In almost three decades, Pinky in the Daylight is the first love song of the British Tindersticks. This is also the single that reveals the tone of the newly revealed No Treasure But Hope. Days before the album was published, we met Stuart Staples, the band's enigmatic and inseparable voice, at Bairro Alto Hotel, Lisbon. Discreet in gestures but intense in words, Staples reveals how he spends the holiday season in the small French village of La Souterraine, with his wife Suzanne Osborne (who is an artist) where they live since 2003. At the same time, he recalls the genesis of the band, reveals how He gets the inspiration to compose, and is thrilled to talk about Lhasa de Sela (his friend and partner in musical duos, missing in 2010 at the age of 38).
What are your first memories regarding music?
My mother had a love for artists in the seventies, like Neil Diamond. I can't get to more specific details but I know the music was all around me all the time when I was little. My first conscious memory of music was the British show Top of the Pops, which revealed the latest hits in music every week. For me, and for my generation, it was a kind of window into another world, a sense of escape.
It grew at a time when people were still evenings with friends listening to records. Was it a habit that was part of your universe?
The records were my life. They were the only thing in my life. To make money, I worked in record stores. I was 15 years old in 1980, at a time when music was so rich and so important to people, but to working class kids – who worked in a factory or a mine – music and football offered a kind of escape. I didn't know anyone who had gone to an art school or university. It was all very different.

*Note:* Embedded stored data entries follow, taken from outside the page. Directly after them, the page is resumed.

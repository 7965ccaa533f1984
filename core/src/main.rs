/// chatsync terminal client - main entry point
use chatsync_core::{cli_app, ClientConfig};
use tracing::info;
use tracing_subscriber::EnvFilter;

#[tokio::main]
async fn main() -> anyhow::Result<()> {
    // Initialize tracing (stderr, so it does not interleave with chat output)
    tracing_subscriber::fmt()
        .with_env_filter(
            EnvFilter::try_from_default_env()
                .unwrap_or_else(|_| EnvFilter::new("warn"))
        )
        .with_writer(std::io::stderr)
        .init();

    let args: Vec<String> = std::env::args().collect();
    if args.iter().any(|a| a == "--help" || a == "-h") {
        println!("Usage: {} [api_url] [--socket-url <url>] [--page-size <n>] [--typing-timeout-ms <n>] [--request-timeout-ms <n>]", args[0]);
        cli_app::print_usage();
        return Ok(());
    }

    let config = ClientConfig::from_args(&args)
        .map_err(|e| anyhow::anyhow!("Configuration error: {}", e))?;

    info!("API: {}", config.api_base_url);
    info!("Push channel: {}", config.socket_url());

    cli_app::run(config).await
}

The Tindersticks were born in the nineties. How do you remember the musical culture that was lived at the time?
I left Nottingham in 1990 and moved to London. I was so lucky to get a job at a shop that was a kind of alternative music center in London. I became a "sponge" because I absorbed so many songs and new ideas that I was able to articulate with the kind of songs and feelings that marked me before, so I found a kind of exciting formula. My life starts in London, in a way.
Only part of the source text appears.